---------- Records for processing

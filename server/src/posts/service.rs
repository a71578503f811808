//! Post service.
//!
//! Mutations load the post, then check permissions, then validate input.

use std::collections::HashMap;

use validator::Validate;

use super::types::{CreatePostRequest, PostResponse, UpdatePostRequest};
use crate::comments::types::CommentResponse;
use crate::db::{Post, Tag};
use crate::error::{ServiceError, ServiceResult};
use crate::permissions::{require_delete, require_edit, Actor};
use crate::repository::Repositories;
use crate::users::service::{author_map, require_account};

/// Resolve authors, tags and comments for a batch of posts.
///
/// Three bulk lookups regardless of how many posts are passed.
async fn assemble(repos: &Repositories, posts: Vec<Post>) -> ServiceResult<Vec<PostResponse>> {
    let ids: Vec<i64> = posts.iter().map(|p| p.id).collect();

    let mut tags: HashMap<i64, Vec<Tag>> = HashMap::new();
    for row in repos.posts.tags_for_posts(&ids).await? {
        tags.entry(row.post_id).or_default().push(row.into());
    }

    let comments = repos.comments.list_for_posts(&ids).await?;
    let authors = author_map(
        repos,
        posts
            .iter()
            .map(|p| p.author_id)
            .chain(comments.iter().map(|c| c.author_id)),
    )
    .await?;

    let mut comments_by_post: HashMap<i64, Vec<CommentResponse>> = HashMap::new();
    for comment in comments {
        comments_by_post
            .entry(comment.post_id)
            .or_default()
            .push(CommentResponse::new(comment, &authors));
    }

    Ok(posts
        .into_iter()
        .map(|post| PostResponse {
            author: authors.get(&post.author_id).cloned(),
            tags: tags.remove(&post.id).unwrap_or_default(),
            comments: comments_by_post.remove(&post.id).unwrap_or_default(),
            id: post.id,
            title: post.title,
            content: post.content,
            author_id: post.author_id,
            created_at: post.created_at,
            updated_at: post.updated_at,
        })
        .collect())
}

async fn single(repos: &Repositories, post: Post) -> ServiceResult<PostResponse> {
    assemble(repos, vec![post])
        .await?
        .pop()
        .ok_or_else(|| ServiceError::Internal("post lost while assembling".into()))
}

async fn load(repos: &Repositories, id: i64) -> ServiceResult<Post> {
    repos
        .posts
        .find_by_id(id)
        .await?
        .ok_or(ServiceError::NotFound("Post"))
}

/// Publish a post authored by `actor`.
pub async fn create_post(
    repos: &Repositories,
    actor: &Actor,
    input: CreatePostRequest,
) -> ServiceResult<PostResponse> {
    require_account(repos, actor).await?;
    input.validate()?;

    let post = repos
        .posts
        .create(actor.id, &input.title, &input.content)
        .await?;
    if !input.tag_ids.is_empty() {
        repos.posts.replace_tags(post.id, &input.tag_ids).await?;
    }

    single(repos, post).await
}

/// All posts, newest first.
pub async fn list_posts(repos: &Repositories) -> ServiceResult<Vec<PostResponse>> {
    let posts = repos.posts.list().await?;
    assemble(repos, posts).await
}

pub async fn get_post(repos: &Repositories, id: i64) -> ServiceResult<PostResponse> {
    let post = load(repos, id).await?;
    single(repos, post).await
}

pub async fn update_post(
    repos: &Repositories,
    actor: &Actor,
    id: i64,
    input: UpdatePostRequest,
) -> ServiceResult<PostResponse> {
    let post = load(repos, id).await?;
    require_edit(actor, &post)?;
    input.validate()?;

    let updated = repos
        .posts
        .update(id, &input.title, &input.content)
        .await?
        .ok_or(ServiceError::NotFound("Post"))?;
    if let Some(tag_ids) = &input.tag_ids {
        repos.posts.replace_tags(id, tag_ids).await?;
    }

    single(repos, updated).await
}

/// Delete a post together with its comments and tag links.
pub async fn delete_post(repos: &Repositories, actor: &Actor, id: i64) -> ServiceResult<()> {
    let post = load(repos, id).await?;
    require_delete(actor, &post)?;

    if !repos.posts.delete(id).await? {
        return Err(ServiceError::NotFound("Post"));
    }
    Ok(())
}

--------------------

* [Instructions for the task]: From the first line of the records above down to the line containing "let ids: Vec<i64>", repeat each line exactly as written. Include both of those lines and add nothing.

* [Answer section]:
filename server/src/posts/service.rs
repository a71578503f811808
//! Post service.
//!
//! Mutations load the post, then check permissions, then validate input.

use std::collections::HashMap;

use validator::Validate;

use super::types::{CreatePostRequest, PostResponse, UpdatePostRequest};
use crate::comments::types::CommentResponse;
use crate::db::{Post, Tag};
use crate::error::{ServiceError, ServiceResult};
use crate::permissions::{require_delete, require_edit, Actor};
use crate::repository::Repositories;
use crate::users::service::{author_map, require_account};

/// Resolve authors, tags and comments for a batch of posts.
///
/// Three bulk lookups regardless of how many posts are passed.
async fn assemble(repos: &Repositories, posts: Vec<Post>) -> ServiceResult<Vec<PostResponse>> {
    let ids: Vec<i64> = posts.iter().map(|p| p.id).collect();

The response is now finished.